Work item -
Would you return the lines between the one holding "Self::default()" and the one holding "let version = root", inclusive, and only those, exactly as they stand in the listing below?

Records shown -
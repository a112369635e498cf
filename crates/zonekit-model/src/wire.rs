//! Payloads exchanged with the configuration service.

use indexmap::IndexMap;
use serde::{Deserialize, Serialize};

use crate::pairs::Normalized;
use crate::report::ValidationError;
use crate::zone::ZoneDraft;
use crate::{EntityId, ModelResult};

/// The stored configuration of one space.
#[derive(Debug, Clone, Default, PartialEq, Eq, Serialize, Deserialize)]
pub struct SpaceData {
    #[serde(default)]
    pub zones: IndexMap<EntityId, ZoneDraft>,
}

impl SpaceData {
    /// Parses a space from JSON.
    pub fn from_json(json: &str) -> ModelResult<Self> {
        Ok(serde_json::from_str(json)?)
    }

    /// Encodes the space as pretty-printed JSON.
    pub fn to_json_pretty(&self) -> ModelResult<String> {
        Ok(serde_json::to_string_pretty(self)?)
    }

    /// Normalizes the pair lists of every zone.
    pub fn normalize(&mut self) -> Normalized {
        let mut report = Normalized::default();
        for zone in self.zones.values_mut() {
            report += zone.pairs_mut().normalize_length();
        }
        report
    }
}

/// Entry of the spaces list.
#[derive(Debug, Clone, PartialEq, Eq, Serialize, Deserialize)]
pub struct SpaceSummary {
    pub name: String,
    #[serde(default)]
    pub zones_count: usize,
}

/// Response to a save request.
#[derive(Debug, Clone, Default, PartialEq, Eq, Serialize, Deserialize)]
pub struct SaveOutcome {
    pub ok: bool,
    #[serde(default, skip_serializing_if = "Option::is_none")]
    pub errors: Option<Vec<ValidationError>>,
}

impl SaveOutcome {
    /// A save that was stored.
    pub fn accepted() -> Self {
        Self {
            ok: true,
            errors: None,
        }
    }

    /// A save that failed validation.
    pub fn rejected(errors: Vec<ValidationError>) -> Self {
        Self {
            ok: false,
            errors: Some(errors),
        }
    }
}

/// A named area used to filter the entity catalog.
#[derive(Debug, Clone, PartialEq, Eq, Serialize, Deserialize)]
pub struct Area {
    pub id: String,
    pub name: String,
}

/// Entity domain as reported by the service.
#[derive(Debug, Clone, Copy, PartialEq, Eq, Hash, Serialize, Deserialize)]
#[serde(rename_all = "lowercase")]
pub enum Domain {
    Sensor,
    Light,
    #[serde(other)]
    Other,
}

impl Domain {
    /// Returns the wire name of the domain.
    pub fn as_str(&self) -> &'static str {
        match self {
            Domain::Sensor => "sensor",
            Domain::Light => "light",
            Domain::Other => "other",
        }
    }

    /// Derives the domain from an id such as `light.kitchen`.
    pub fn of_entity(entity_id: &str) -> Self {
        match entity_id.split_once('.').map(|(domain, _)| domain) {
            Some("sensor") => Domain::Sensor,
            Some("light") => Domain::Light,
            _ => Domain::Other,
        }
    }
}

/// One selectable entity.
#[derive(Debug, Clone, PartialEq, Eq, Serialize, Deserialize)]
pub struct EntityEntry {
    pub entity_id: EntityId,
    #[serde(default, skip_serializing_if = "Option::is_none")]
    pub name: Option<String>,
    pub domain: Domain,
}

impl EntityEntry {
    /// Creates an entry, deriving the domain from the id.
    pub fn new(entity_id: impl Into<EntityId>) -> Self {
        let entity_id = entity_id.into();
        let domain = Domain::of_entity(&entity_id);
        Self {
            entity_id,
            name: None,
            domain,
        }
    }

    /// Returns the friendly name, falling back to the id.
    pub fn display_name(&self) -> &str {
        self.name.as_deref().unwrap_or(&self.entity_id)
    }
}
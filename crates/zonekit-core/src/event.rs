//! Event system for controller notifications.
//!
//! ## Learning: Observer Pattern in Rust
//!
//! We use `tokio::sync::broadcast` for an async-friendly event bus:
//! - Events are values, not callbacks
//! - Subscribers receive copies (Clone)
//! - A slow subscriber lags instead of blocking the controller

use tokio::sync::broadcast;

use zonekit_model::ErrorCode;

/// Events emitted by the sync controller.
#[derive(Debug, Clone, PartialEq, Eq)]
pub enum SyncEvent {
    /// A space was loaded or refreshed into the draft
    SpaceLoaded(String),
    /// The service accepted a save
    SpaceSaved(String),
    /// The service rejected a save with this many errors
    SaveRejected { space: String, errors: usize },
    /// The space summary list was reloaded
    SpacesChanged,
    /// The entity catalog was rebuilt
    CatalogChanged,
    /// The open draft was edited
    DraftChanged(String),
    /// The selection was cleared
    SelectionCleared,
    /// A load response arrived for a request that is no longer current
    StaleResponseDiscarded(String),
    /// A service call failed
    OperationFailed(ErrorCode),
}

/// Event bus for broadcasting sync events.
#[derive(Clone)]
pub struct EventBus {
    sender: broadcast::Sender<SyncEvent>,
}

impl EventBus {
    /// Creates a new event bus.
    pub fn new() -> Self {
        let (sender, _) = broadcast::channel(256);
        Self { sender }
    }

    /// Emits an event to all subscribers.
    pub fn emit(&self, event: SyncEvent) {
        // No receivers is fine
        let _ = self.sender.send(event);
    }

    /// Subscribes to all future events.
    pub fn subscribe(&self) -> broadcast::Receiver<SyncEvent> {
        self.sender.subscribe()
    }
}

impl Default for EventBus {
    fn default() -> Self {
        Self::new()
    }
}

/// Helper for processing events asynchronously.
///
/// ## Example
///
/// ```ignore
/// let mut handler = EventHandler::new(controller.subscribe());
///
/// tokio::spawn(async move {
///     while let Some(event) = handler.next().await {
///         if let SyncEvent::DraftChanged(space) = event {
///             // Schedule a re-render
///         }
///     }
/// });
/// ```
pub struct EventHandler {
    receiver: broadcast::Receiver<SyncEvent>,
}

impl EventHandler {
    /// Creates a new event handler.
    pub fn new(receiver: broadcast::Receiver<SyncEvent>) -> Self {
        Self { receiver }
    }

    /// Waits for the next event. Returns `None` once the bus is dropped.
    pub async fn next(&mut self) -> Option<SyncEvent> {
        loop {
            match self.receiver.recv().await {
                Ok(event) => return Some(event),
                Err(broadcast::error::RecvError::Lagged(n)) => {
                    tracing::warn!("Event handler lagged, missed {} events", n);
                    continue;
                }
                Err(broadcast::error::RecvError::Closed) => return None,
            }
        }
    }
}
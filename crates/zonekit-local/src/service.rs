//! [`ZoneService`] over the store document.

use async_trait::async_trait;
use std::path::{Path, PathBuf};
use tokio::sync::Mutex;

use zonekit_core::{ServiceError, ServiceResult, ZoneService};
use zonekit_model::{Area, Domain, EntityEntry, SaveOutcome, SpaceData, SpaceSummary};

use crate::StoreResult;
use crate::document::{StoreDocument, strip_blanks};
use crate::validate::validate_space;

/// Zone service backed by a JSON file.
///
/// Access to the file is serialized by an async mutex. Every change is
/// written to disk before it becomes visible in memory.
pub struct LocalService {
    path: PathBuf,
    document: Mutex<StoreDocument>,
}

impl LocalService {
    /// Opens the store at `path`, creating it if it is missing or invalid.
    pub async fn open(path: impl Into<PathBuf>) -> StoreResult<Self> {
        let path = path.into();
        tracing::info!("Loading store from {}", path.display());

        let document = match StoreDocument::read(&path).await {
            Some(document) => {
                tracing::info!("Loaded store: spaces={}", document.spaces.len());
                document
            }
            None => {
                tracing::warn!("Store not found or invalid, creating {}", path.display());
                let document = StoreDocument::new();
                document.write(&path).await?;
                document
            }
        };

        Ok(Self {
            path,
            document: Mutex::new(document),
        })
    }

    /// Returns the store file path.
    pub fn path(&self) -> &Path {
        &self.path
    }

    /// Returns a copy of the in-memory document.
    pub async fn document(&self) -> StoreDocument {
        self.document.lock().await.clone()
    }

    /// Re-reads the file, replacing the in-memory document.
    pub async fn reload(&self) -> StoreResult<()> {
        tracing::info!("Reload requested");
        let mut document = self.document.lock().await;
        *document = match StoreDocument::read(&self.path).await {
            Some(loaded) => loaded,
            None => {
                let empty = StoreDocument::new();
                empty.write(&self.path).await?;
                empty
            }
        };
        Ok(())
    }

    /// Applies `change` to a copy of the document, writes it, then commits.
    async fn update<T>(
        &self,
        change: impl FnOnce(&mut StoreDocument) -> ServiceResult<T>,
    ) -> ServiceResult<T> {
        let mut document = self.document.lock().await;
        let mut next = document.clone();
        let value = change(&mut next)?;
        next.write(&self.path).await?;
        *document = next;
        Ok(value)
    }
}

#[async_trait]
impl ZoneService for LocalService {
    async fn list_spaces(&self) -> ServiceResult<Vec<SpaceSummary>> {
        let document = self.document.lock().await;
        let mut spaces: Vec<_> = document
            .spaces
            .iter()
            .map(|(name, data)| SpaceSummary {
                name: name.clone(),
                zones_count: data.zones.len(),
            })
            .collect();
        spaces.sort_by_key(|space| space.name.to_lowercase());
        Ok(spaces)
    }

    async fn get_space(&self, space: &str) -> ServiceResult<SpaceData> {
        tracing::debug!(space, "get_space");
        self.document
            .lock()
            .await
            .spaces
            .get(space)
            .cloned()
            .ok_or_else(|| not_found(space))
    }

    async fn create_space(&self, space: &str) -> ServiceResult<()> {
        let space = space.trim();
        tracing::info!(space, "create_space");
        if space.is_empty() {
            return Err(ServiceError::rejected("invalid_name", "Space name is empty"));
        }

        self.update(|document| {
            if document.spaces.contains_key(space) {
                return Err(ServiceError::rejected(
                    "space_exists",
                    format!("Space '{space}' already exists"),
                ));
            }
            document.spaces.insert(space.to_string(), SpaceData::default());
            Ok(())
        })
        .await
    }

    async fn delete_space(&self, space: &str) -> ServiceResult<()> {
        let space = space.trim();
        tracing::info!(space, "delete_space");

        self.update(|document| {
            document
                .spaces
                .shift_remove(space)
                .map(|_| ())
                .ok_or_else(|| not_found(space))
        })
        .await
    }

    async fn save_space(&self, space: &str, data: &SpaceData) -> ServiceResult<SaveOutcome> {
        let space = space.trim();
        tracing::info!(space, "save_space");

        let data = strip_blanks(data);
        let errors = validate_space(&data);
        if !errors.is_empty() {
            tracing::warn!(space, errors = errors.len(), "validation failed");
            return Ok(SaveOutcome::rejected(errors));
        }

        self.update(|document| {
            tracing::debug!(space, zones = data.zones.len(), "space stored");
            document.spaces.insert(space.to_string(), data);
            Ok(())
        })
        .await?;
        Ok(SaveOutcome::accepted())
    }

    async fn list_areas(&self) -> ServiceResult<Vec<Area>> {
        let mut areas = self.document.lock().await.areas.clone();
        areas.sort_by_key(|area| area.name.to_lowercase());
        Ok(areas)
    }

    async fn entities_for_area(
        &self,
        area_id: Option<&str>,
        domains: &[Domain],
    ) -> ServiceResult<Vec<EntityEntry>> {
        tracing::debug!(?area_id, ?domains, "entities_for_area");
        let area_id = area_id.filter(|id| !id.is_empty());

        let document = self.document.lock().await;
        let mut entities: Vec<_> = document
            .entities
            .iter()
            .filter(|entity| area_id.is_none() || entity.area_id.as_deref() == area_id)
            .map(|entity| EntityEntry {
                name: Some(entity.name.clone().unwrap_or_else(|| entity.entity_id.clone())),
                ..EntityEntry::new(entity.entity_id.clone())
            })
            .filter(|entry| domains.contains(&entry.domain))
            .collect();

        entities.sort_by(|a, b| {
            (a.domain.as_str(), a.display_name().to_lowercase(), &a.entity_id).cmp(&(
                b.domain.as_str(),
                b.display_name().to_lowercase(),
                &b.entity_id,
            ))
        });
        Ok(entities)
    }
}

fn not_found(space: &str) -> ServiceError {
    ServiceError::rejected("space_not_found", format!("Space '{space}' not found"))
}

#[cfg(test)]
mod tests {
    use super::*;
    use crate::document::backup_path;
    use std::sync::Arc;
    use zonekit_core::{DraftCommand, SaveStatus, SyncController};
    use zonekit_model::{ErrorCode, PairColumn, PairedList, ZoneDraft, ZoneField};

    fn strings(values: &[&str]) -> Vec<String> {
        values.iter().map(|v| v.to_string()).collect()
    }

    fn zone(neighbors: &[&str], far: &[&str], groups: &[&str]) -> ZoneDraft {
        ZoneDraft::from_parts(
            PairedList::from_columns(strings(neighbors), strings(far), strings(groups)),
            strings(&["light.own"]),
        )
    }

    async fn open() -> (tempfile::TempDir, LocalService) {
        let dir = tempfile::tempdir().unwrap();
        let service = LocalService::open(dir.path().join("zones.json")).await.unwrap();
        (dir, service)
    }

    fn code(err: ServiceError) -> String {
        match err {
            ServiceError::Rejected { code, .. } => code,
            other => panic!("unexpected error: {other}"),
        }
    }

    #[tokio::test]
    async fn test_open_creates_file() {
        let (_dir, service) = open().await;
        assert!(service.path().exists());
        assert!(service.list_spaces().await.unwrap().is_empty());
    }

    #[tokio::test]
    async fn test_open_replaces_invalid_file() {
        let dir = tempfile::tempdir().unwrap();
        let path = dir.path().join("zones.json");
        std::fs::write(&path, "garbage").unwrap();

        let service = LocalService::open(&path).await.unwrap();
        assert!(service.list_spaces().await.unwrap().is_empty());
        assert_eq!(std::fs::read_to_string(backup_path(&path)).unwrap(), "garbage");
    }

    #[tokio::test]
    async fn test_space_lifecycle() {
        let (_dir, service) = open().await;

        service.create_space(" beta ").await.unwrap();
        service.create_space("Alpha").await.unwrap();
        service.create_space("gamma").await.unwrap();
        assert_eq!(code(service.create_space("beta").await.unwrap_err()), "space_exists");

        let names: Vec<_> = service
            .list_spaces()
            .await
            .unwrap()
            .into_iter()
            .map(|s| s.name)
            .collect();
        assert_eq!(names, ["Alpha", "beta", "gamma"]);

        service.delete_space("beta").await.unwrap();
        assert_eq!(code(service.delete_space("beta").await.unwrap_err()), "space_not_found");
        assert_eq!(code(service.get_space("beta").await.unwrap_err()), "space_not_found");
    }

    #[tokio::test]
    async fn test_rejected_save_persists_nothing() {
        let (_dir, service) = open().await;
        service.create_space("home").await.unwrap();

        let mut data = SpaceData::default();
        data.zones.insert("sensor.a".to_string(), zone(&["sensor.a"], &["sensor.b"], &["light.a"]));

        let outcome = service.save_space("home", &data).await.unwrap();
        assert!(!outcome.ok);
        let errors = outcome.errors.unwrap();
        assert_eq!(errors[0].code, ErrorCode::SelfReference);
        assert_eq!(errors[0].index, Some(0));

        assert!(service.get_space("home").await.unwrap().zones.is_empty());
        let reopened = LocalService::open(service.path()).await.unwrap();
        assert!(reopened.get_space("home").await.unwrap().zones.is_empty());
    }

    #[tokio::test]
    async fn test_blank_placeholders_are_stripped_before_validation() {
        let (_dir, service) = open().await;

        let mut data = SpaceData::default();
        data.zones.insert("sensor.a".to_string(), zone(&["sensor.b"], &[""], &["light.a"]));

        let errors = service.save_space("home", &data).await.unwrap().errors.unwrap();
        assert_eq!(errors.len(), 1);
        assert_eq!(errors[0].code, ErrorCode::LengthMismatch);
        assert_eq!((errors[0].expected, errors[0].actual), (Some(1), Some(0)));
    }

    #[tokio::test]
    async fn test_accepted_save_survives_reopen() {
        let (_dir, service) = open().await;

        let mut data = SpaceData::default();
        data.zones.insert("sensor.a".to_string(), zone(&["sensor.b"], &["sensor.c"], &["light.a"]));
        assert!(service.save_space("home", &data).await.unwrap().ok);

        let reopened = LocalService::open(service.path()).await.unwrap();
        assert_eq!(reopened.get_space("home").await.unwrap(), data);
        assert_eq!(reopened.list_spaces().await.unwrap()[0].zones_count, 1);
    }

    #[tokio::test]
    async fn test_reload_picks_up_external_changes() {
        let (_dir, service) = open().await;
        service.create_space("home").await.unwrap();

        let mut outside = service.document().await;
        outside.spaces.shift_remove("home");
        outside.spaces.insert("garage".to_string(), SpaceData::default());
        outside.write(service.path()).await.unwrap();
        assert!(service.get_space("garage").await.is_err());

        service.reload().await.unwrap();
        let names: Vec<_> = service
            .list_spaces()
            .await
            .unwrap()
            .into_iter()
            .map(|s| s.name)
            .collect();
        assert_eq!(names, ["garage"]);
        assert!(service.document().await.spaces.contains_key("garage"));

        std::fs::write(service.path(), "not json").unwrap();
        service.reload().await.unwrap();
        assert!(service.list_spaces().await.unwrap().is_empty());
        assert!(StoreDocument::read(service.path()).await.is_some());
    }

    #[tokio::test]
    async fn test_entities_filtered_and_sorted() {
        let dir = tempfile::tempdir().unwrap();
        let path = dir.path().join("zones.json");
        std::fs::write(
            &path,
            r#"{
                "version": "v0.1",
                "spaces": {},
                "areas": [{ "id": "b", "name": "bedroom" }, { "id": "k", "name": "Kitchen" }],
                "entities": [
                    { "entity_id": "sensor.z", "name": "alpha", "area_id": "k" },
                    { "entity_id": "light.a", "area_id": "k" },
                    { "entity_id": "sensor.b", "name": "Beta", "area_id": "b" },
                    { "entity_id": "switch.fan", "area_id": "k" }
                ]
            }"#,
        )
        .unwrap();
        let service = LocalService::open(&path).await.unwrap();

        let areas: Vec<_> = service
            .list_areas()
            .await
            .unwrap()
            .into_iter()
            .map(|a| a.id)
            .collect();
        assert_eq!(areas, ["b", "k"]);

        let all = service
            .entities_for_area(None, &[Domain::Sensor, Domain::Light])
            .await
            .unwrap();
        let ids: Vec<_> = all.iter().map(|e| e.entity_id.as_str()).collect();
        assert_eq!(ids, ["light.a", "sensor.z", "sensor.b"]);
        assert_eq!(all[0].display_name(), "light.a");

        let kitchen = service
            .entities_for_area(Some("k"), &[Domain::Sensor])
            .await
            .unwrap();
        assert_eq!(kitchen.len(), 1);
        assert_eq!(kitchen[0].entity_id, "sensor.z");
    }

    #[tokio::test]
    async fn test_controller_round_trip() {
        let (_dir, service) = open().await;
        let service = Arc::new(service);
        let mut controller = SyncController::new(service.clone());

        controller.create_space("home").await.unwrap();
        for command in [
            DraftCommand::AddZone {
                key: "sensor.a".to_string(),
            },
            DraftCommand::InsertPair {
                zone: "sensor.a".to_string(),
                at: None,
            },
            DraftCommand::SetPairValue {
                zone: "sensor.a".to_string(),
                index: 0,
                column: PairColumn::Neighbors,
                value: "sensor.a".to_string(),
            },
            DraftCommand::SetPairValue {
                zone: "sensor.a".to_string(),
                index: 0,
                column: PairColumn::FarNeighbors,
                value: "sensor.c".to_string(),
            },
            DraftCommand::SetPairValue {
                zone: "sensor.a".to_string(),
                index: 0,
                column: PairColumn::NeighborGroups,
                value: "light.b".to_string(),
            },
        ] {
            controller.apply(command).unwrap();
        }

        assert_eq!(controller.save_space().await.unwrap(), SaveStatus::Rejected(1));
        assert!(controller.errors().has_row_error("sensor.a", 0));
        assert!(controller.errors().has_error("sensor.a", ZoneField::Neighbors));

        controller
            .apply(DraftCommand::SetPairValue {
                zone: "sensor.a".to_string(),
                index: 0,
                column: PairColumn::Neighbors,
                value: "sensor.b".to_string(),
            })
            .unwrap();
        assert!(controller.errors().is_empty());
        assert_eq!(controller.save_space().await.unwrap(), SaveStatus::Saved);

        let stored = service.get_space("home").await.unwrap();
        assert_eq!(
            stored.zones["sensor.a"].pairs().column(PairColumn::Neighbors),
            ["sensor.b"]
        );
    }
}
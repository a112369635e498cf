//! The on-disk store document.

use indexmap::IndexMap;
use serde::{Deserialize, Serialize};
use serde_json::Value;
use std::ffi::OsString;
use std::path::{Path, PathBuf};
use tokio::io::AsyncWriteExt;

use zonekit_model::{Area, EntityId, PairColumn, PairedList, SpaceData, ZoneDraft};

use crate::StoreResult;

/// Format version written to new files.
pub const DATA_VERSION: &str = "v0.1";

/// An entity the store offers for selection.
#[derive(Debug, Clone, PartialEq, Eq, Serialize, Deserialize)]
pub struct StoredEntity {
    pub entity_id: EntityId,
    #[serde(default, skip_serializing_if = "Option::is_none")]
    pub name: Option<String>,
    #[serde(default, skip_serializing_if = "Option::is_none")]
    pub area_id: Option<String>,
}

/// Everything the store file holds.
#[derive(Debug, Clone, PartialEq, Eq, Serialize, Deserialize)]
pub struct StoreDocument {
    pub version: String,
    #[serde(default)]
    pub spaces: IndexMap<String, SpaceData>,
    #[serde(default, skip_serializing_if = "Vec::is_empty")]
    pub areas: Vec<Area>,
    #[serde(default, skip_serializing_if = "Vec::is_empty")]
    pub entities: Vec<StoredEntity>,
}

impl Default for StoreDocument {
    fn default() -> Self {
        Self {
            version: DATA_VERSION.to_string(),
            spaces: IndexMap::new(),
            areas: Vec::new(),
            entities: Vec::new(),
        }
    }
}

impl StoreDocument {
    /// Creates an empty document.
    pub fn new() -> Self {
        Self::default()
    }

    /// Builds a document from arbitrary JSON, dropping what does not fit.
    pub fn from_value(raw: Value) -> Self {
        let Value::Object(root) = raw else {
            tracing::warn!("Invalid store root, starting empty");
            return Self::new();
        };

        let version = root
            .get("version")
            .and_then(Value::as_str)
            .filter(|v| !v.is_empty())
            .unwrap_or(DATA_VERSION)
            .to_string();

        let mut spaces = IndexMap::new();
        if let Some(Value::Object(raw_spaces)) = root.get("spaces") {
            for (name, space) in raw_spaces {
                if name.trim().is_empty() {
                    continue;
                }
                spaces.insert(name.clone(), space_from_value(space));
            }
        }

        let areas = array(root.get("areas"))
            .filter_map(|area| {
                Some(Area {
                    id: area.get("id")?.as_str()?.to_string(),
                    name: area.get("name")?.as_str()?.to_string(),
                })
            })
            .collect();

        let entities = array(root.get("entities"))
            .filter_map(|entity| {
                let entity_id = entity.get("entity_id")?.as_str()?.trim();
                if entity_id.is_empty() {
                    return None;
                }
                Some(StoredEntity {
                    entity_id: entity_id.to_string(),
                    name: string_field(entity, "name"),
                    area_id: string_field(entity, "area_id"),
                })
            })
            .collect();

        Self {
            version,
            spaces,
            areas,
            entities,
        }
    }

    /// Reads a document. Returns `None` if the file is missing or unreadable.
    pub async fn read(path: &Path) -> Option<Self> {
        let content = match tokio::fs::read_to_string(path).await {
            Ok(content) => content,
            Err(e) if e.kind() == std::io::ErrorKind::NotFound => return None,
            Err(e) => {
                tracing::error!("Failed to read store file {}: {}", path.display(), e);
                return None;
            }
        };

        match serde_json::from_str(&content) {
            Ok(raw) => Some(Self::from_value(raw)),
            Err(e) => {
                tracing::warn!("Store file {} is not valid JSON: {}", path.display(), e);
                None
            }
        }
    }

    /// Writes the document, keeping a backup of the previous file.
    pub async fn write(&self, path: &Path) -> StoreResult<()> {
        if let Some(parent) = path.parent().filter(|p| !p.as_os_str().is_empty()) {
            tokio::fs::create_dir_all(parent).await?;
        }

        if tokio::fs::try_exists(path).await.unwrap_or(false) {
            let backup = backup_path(path);
            match tokio::fs::copy(path, &backup).await {
                Ok(_) => tracing::debug!("Backup created: {}", backup.display()),
                Err(e) => tracing::warn!("Failed to back up {}: {}", path.display(), e),
            }
        }

        let content = serde_json::to_string_pretty(self)?;

        // Write to a temporary file first, then rename (atomic write)
        let temp_path = temp_path(path);
        let mut file = tokio::fs::File::create(&temp_path).await?;
        file.write_all(content.as_bytes()).await?;
        file.sync_all().await?;
        drop(file);

        if let Err(e) = tokio::fs::rename(&temp_path, path).await {
            let _ = tokio::fs::remove_file(&temp_path).await;
            return Err(e.into());
        }
        Ok(())
    }
}

/// Returns `<path>.bak`.
pub(crate) fn backup_path(path: &Path) -> PathBuf {
    with_suffix(path, ".bak")
}

/// Returns `<path>.tmp`, which never equals `path`.
fn temp_path(path: &Path) -> PathBuf {
    with_suffix(path, ".tmp")
}

fn with_suffix(path: &Path, suffix: &str) -> PathBuf {
    let mut name = OsString::from(path.as_os_str());
    name.push(suffix);
    PathBuf::from(name)
}

/// Drops blank values from every list of every zone, and zones with blank keys.
pub(crate) fn strip_blanks(data: &SpaceData) -> SpaceData {
    let zones = data
        .zones
        .iter()
        .filter(|(key, _)| !key.trim().is_empty())
        .map(|(key, zone)| {
            let pairs = zone.pairs();
            let column = |c: PairColumn| clean(pairs.column(c).iter().map(String::as_str));
            let stripped = ZoneDraft::from_parts(
                PairedList::from_columns(
                    column(PairColumn::Neighbors),
                    column(PairColumn::FarNeighbors),
                    column(PairColumn::NeighborGroups),
                ),
                clean(zone.light_group().iter().map(String::as_str)),
            );
            (key.clone(), stripped)
        })
        .collect();

    SpaceData { zones }
}

fn space_from_value(raw: &Value) -> SpaceData {
    let mut zones = IndexMap::new();
    if let Some(Value::Object(raw_zones)) = raw.get("zones") {
        for (key, zone) in raw_zones {
            if key.trim().is_empty() {
                continue;
            }
            let list = |field: &str| clean(array(zone.get(field)).filter_map(Value::as_str));
            let draft = ZoneDraft::from_parts(
                PairedList::from_columns(
                    list("neighbors"),
                    list("far_neighbors"),
                    list("neighbor_groups"),
                ),
                list("light_group"),
            );
            zones.insert(key.clone(), draft);
        }
    }
    SpaceData { zones }
}

fn clean<'a>(values: impl Iterator<Item = &'a str>) -> Vec<EntityId> {
    values
        .filter(|v| !v.trim().is_empty())
        .map(str::to_string)
        .collect()
}

fn array(value: Option<&Value>) -> impl Iterator<Item = &Value> {
    value
        .and_then(Value::as_array)
        .into_iter()
        .flatten()
}

fn string_field(value: &Value, field: &str) -> Option<String> {
    value
        .get(field)
        .and_then(Value::as_str)
        .filter(|v| !v.trim().is_empty())
        .map(str::to_string)
}
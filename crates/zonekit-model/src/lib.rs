//! # zonekit Model
//!
//! Plain data types shared by the draft engine, the service contract and the
//! local backend.
//!
//! ## Key Concepts
//!
//! ### Parallel Lists
//! - A zone's neighbor relations live in three vectors indexed together
//! - [`PairedList`] is the only type allowed to reorder them
//! - Lengths may drift while editing and are repaired by `normalize_length`
//!
//! ### Open Wire Enums
//! - [`ErrorCode`] and [`FieldTag`] are closed sets with an `Other` escape
//! - Unknown values coming from the service survive a round trip untouched

mod pairs;
mod report;
mod wire;
mod zone;

pub use pairs::{Normalized, PairColumn, PairRow, PairedList};
pub use report::{ErrorCode, FieldTag, ValidationError};
pub use wire::{Area, Domain, EntityEntry, SaveOutcome, SpaceData, SpaceSummary};
pub use zone::{ZoneDraft, ZoneField};

/// Opaque entity identifier such as `sensor.kitchen_motion`.
///
/// The empty string is the "nothing chosen yet" placeholder.
pub type EntityId = String;

/// Result type for model operations
pub type ModelResult<T> = Result<T, ModelError>;

/// Errors that can occur while parsing or encoding model values
#[derive(Debug, thiserror::Error)]
pub enum ModelError {
    #[error("Unknown pair column: {0}")]
    UnknownColumn(String),

    #[error("Unknown zone field: {0}")]
    UnknownField(String),

    #[error("JSON error: {0}")]
    Json(#[from] serde_json::Error),
}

Final answer -
        Self::default()
    }

    /// Builds a document from arbitrary JSON, dropping what does not fit.
    pub fn from_value(raw: Value) -> Self {
        let Value::Object(root) = raw else {
            tracing::warn!("Invalid store root, starting empty");
            return Self::new();
        };

        let version = root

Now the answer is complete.